Once the Lourdes pilot was under way, the implementation team worked with the solution provider and the leadership team to develop the continued roll-out strategy. The implementation team's continuous involvement with the physicians has reached an adoption rate of over 80% within approximately 10 months.
The next phase of the implementation is the rollout of additional functionality to keep the physicians engaged in continuous use of the solution. Within the next phase Lourdes will implement inpatient flow sheets to accumulate data for physicians to monitor, evaluate and treat their inpatients. As an added benefit, physicians will then be able to access this data from their office, home, or any location with an Internet connection. Thus far, successful implementation has significantly reduced duplicate manual documentation by nursing staff in the inpatient environment and increased physician/clinical staff satisfaction.
As growth continues and adoption is sustained the following phases will include disease and wellness dashboards to assimilate clinical results so that all physicians having contact with a patient are alerted of any existing medical conditions in order to manage appropriate protocols for delivering higher quality care. This will yield significant improvements in physician and patient satisfaction.

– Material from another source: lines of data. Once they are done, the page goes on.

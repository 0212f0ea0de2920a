//! Shell completion generation
//!
//! Generates shell completion scripts for bash, zsh, fish, and PowerShell.
//!
//! # Usage
//!
//! ```bash
//! # Bash - add to ~/.bashrc
//! source <(idf completions bash)
//!
//! # Zsh - add to ~/.zshrc
//! source <(idf completions zsh)
//!
//! # Fish
//! idf completions fish > ~/.config/fish/completions/idf.fish
//! ```

use clap::CommandFactory;
use clap_complete::{generate, Shell};
use miette::Result;
use std::io;

use crate::cli::Cli;

#[derive(clap::Args, Debug)]
pub struct CompletionsArgs {
    /// Shell to generate completions for
    #[arg(value_enum)]
    pub shell: Shell,
}

pub fn run(args: CompletionsArgs) -> Result<()> {
    let mut cmd = Cli::command();
    generate(args.shell, &mut cmd, "idf", &mut io::stdout());
    Ok(())
}
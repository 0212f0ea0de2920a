//! CLI command implementations

pub mod add;
pub mod automate;
pub mod completions;
pub mod config;
pub mod delete;
pub mod export;
pub mod list;
pub mod report;
pub mod set;
pub mod shell;
pub mod show;
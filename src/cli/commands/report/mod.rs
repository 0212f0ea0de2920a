//! `idf report` command - portfolio reports as Markdown

mod clusters;
mod ranking;

use clap::Subcommand;
use miette::{IntoDiagnostic, Result};
use std::fs::File;
use std::io::{BufWriter, Write};
use std::path::PathBuf;

use crate::cli::GlobalOpts;

pub use clusters::ClustersArgs;
pub use ranking::RankingArgs;

#[derive(Subcommand, Debug)]
pub enum ReportCommands {
    /// Ideas, scores and revenue per strategic cluster
    Clusters(ClustersArgs),

    /// Full ranking with per-criterion scores and tiers
    #[clap(alias = "rank")]
    Ranking(RankingArgs),
}

pub async fn run(cmd: ReportCommands, global: &GlobalOpts) -> Result<()> {
    match cmd {
        ReportCommands::Clusters(args) => clusters::run(args, global).await,
        ReportCommands::Ranking(args) => ranking::run(args, global).await,
    }
}

// Shared helper functions

pub(crate) fn write_output(content: &str, output_path: Option<PathBuf>) -> Result<()> {
    match output_path {
        Some(path) => {
            let file = File::create(&path).into_diagnostic()?;
            let mut writer = BufWriter::new(file);
            writer.write_all(content.as_bytes()).into_diagnostic()?;
            writer.flush().into_diagnostic()?;
            println!("Report written to: {}", path.display());
        }
        None => {
            print!("{}", content);
        }
    }
    Ok(())
}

Lourdes now has the following capabilities:
- Inpatient specialty legacy systems deployed into a unified portal with single sign-on and contextual views of source system images.
- Integration of ambulatory EMR data in a physician's data vault with patient matching capabilities and data that can be exported to the hospital EMR.
- Complete viewable patient information that displays in user-specific views to accommodate physicians' data requirements and enhance clinical staff concentration.
- Ongoing addition of physicians and clinical areas.
- Aggregation of ambulatory EMR systems and other ancillary systems.
Lourdes is leading the way in clinical data exchange, building a cognitive tool to support physicians and other clinicians at the point of care. The solution combines demographic, admission, discharge and transfer information with clinical data from laboratory, microbiology, blood bank, pathology, inpatient and outpatient encounter summaries, discharge summaries, EKGs, clinical imaging, PACs, quality indicators, and other clinical documents and reports. As patients navigate through the local healthcare system, their healthcare information follows them from treatment setting to treatment setting.
Lourdes' implementation of the ICAre portal puts them on the road to meeting the American Recovery and Reinvestment Act of 2009 mandate for “meaningful use” because it aggregates all major inpatient clinical systems, builds on legacy systems and streamlines patient data from disparate sources into a single, unified record, accessible by caregivers where and when they need it. This system also adds value to long-term investments in healthcare information technology by spanning existing systems to improve the clinical value of current technology, reduce costs, increase interdepartmental communication and improve the quality of care.